1 – Rôle que madame de Fontaine avait joué plusieurs fois dans Zulime. (K.)

 

2 – Madame Denis. (G.A.)

 

3 – L’abbé Mignot. (G.A.)

 

 

 

 

 

à M. le comte d’Argental.

A Potsdam, ce 7 Août 1750.

 

          Mes divins anges, votre Sans-Souci est donc à Neuilly ? vous avez moins de colonnes de marbre, moins de balustrades de cuivre doré ; votre salon, quelque beau qu’il soit, n’a pas une coupole magnifique, le roi très chrétien ne vous a pas envoyé des statues dignes d’Athènes, et vous n’avez pas même encore pu réussir à vous défaire de vos bustes (1). Avec tout cela, je tiens que Neuilly vaut encore Sans-Souci ; mais je détesterai Neuilly et votre bois de Boulogne si madame d’Argental n’y retrouve pas la santé, si M. de Choiseul ne soupe pas à fond, si M. le Coadjuteur (2) a mal à la poitrine. Je vous passe, à vous, une indigestion. Heureux les gens qui ne sont malades que quand ils veulent !

 

          Tout ce que j’apprends des spectacles de Paris fait que je ne regrette que Neuilly et mon petit théâtre.
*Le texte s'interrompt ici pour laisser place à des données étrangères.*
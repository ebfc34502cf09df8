//! Posting history record types.

use chrono::{DateTime, Utc};
use serde::{Deserialize, Serialize};

/// A persisted record of one successfully published day.
///
/// Created only after the publish call succeeds; never mutated or deleted.
///
/// # Examples
///
/// ```
/// use chronicle_core::PostRecord;
/// use chrono::Utc;
///
/// let record = PostRecord::new(3, "Gradient descent", "Imagine rolling downhill...", Some("urn:li:share:42".to_string()));
/// assert_eq!(record.day, 3);
/// assert_eq!(record.char_count, record.content.chars().count());
/// ```
#[derive(Debug, Clone, PartialEq, Serialize, Deserialize)]
pub struct PostRecord {
    /// Curriculum day this post covers
    pub day: u32,
    /// Topic title at time of posting
    pub topic: String,
    /// Exact text that was published
    pub content: String,
    /// Identifier returned by the posting endpoint, when one was provided
    #[serde(default)]
    pub post_id: Option<String>,
    /// When the post was published
    pub posted_at: DateTime<Utc>,
    /// Length of the published text in characters
    pub char_count: usize,
}

impl PostRecord {
    /// Create a record stamped with the current time.
    pub fn new(
        day: u32,
        topic: impl Into<String>,
        content: impl Into<String>,
        post_id: Option<String>,
    ) -> Self {
        let content = content.into();
        let char_count = content.chars().count();
        Self {
            day,
            topic: topic.into(),
            content,
            post_id,
            posted_at: Utc::now(),
            char_count,
        }
    }
}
Le mauvais goût a levé l’étendard dans Paris. Vous en avez encore pour quelques années ; c’est une maladie épidémique qui doit avoir son cours, et l’on ne reviendra au bon que quand vous serez fatigués du mauvais. La profusion vous a perdus ; l’excès de l’esprit a égaré, dans presque tous les genres, le talent et le génie ; et la protection donnée à Catilina (3) a achevé de tout perdre. J’avoue que les Prussiens ne font pas de meilleures tragédies que nous ; mais vous aurez bien de la peine à donner pour les couches de madame la dauphine un spectacle aussi noble et aussi galant que celui qu’on prépare à Berlin. Un carrousel composé de quatre quadrilles nombreuses, carthaginoises, persanes, grecques et romaines, conduites par quatre princes qui y mettent l’émulation de la magnificence, le tout à la clarté de vingt mille lampions qui changeront la nuit en jour ; les prix distribués par une belle princesse (4), une foule d’étrangers qui accourent à ce spectacle, tout cela n’est-il pas le temps brillant de Louis XIV qui renaît sur les bords de la Sprée ? Joignez à cela une liberté entière que je goûte ici, les attentions et les bontés inexprimables du vainqueur de la Silésie, qui porte tout son fardeau de roi depuis cinq heures du matin jusqu’à dîner, qui donne absolument le reste de la journée aux belles-lettres, qui daigne travailler avec moi trois heures de suite, qui soumet à la critique son grand génie, et qui est à souper le plus aimable des hommes, le lien et le charme de la société. Après cela, mes anges, rendez-moi au-dessus de ce que je vois ici. Je ne vous parlerai point aujourd’hui d’Aurélie, et des éditions de mes œuvres dont on me menace encore de tous côtés. J’apprends du roi de Prusse à corriger mes fautes. Le temps que je ne passe pas auprès de lui, je le mets à travailler sans relâche autant que ma santé le permet. O sages habitants de Neuilly, conservez-moi une amitié plus précieuse pour moi que toute la grandeur d’un roi plein de mérite ! Mon âme se partage entre vous et Frédéric-le-Grand.

 

 

1 – Voyez une lettre à d’Argental du 12 Juillet 1740. (G.A.)

 

2 – L’abbé Chauvelin. (G.A.)

 

3 – Le Catilina de Crébillon, qui fut imprimé au Louvre. (G.A.)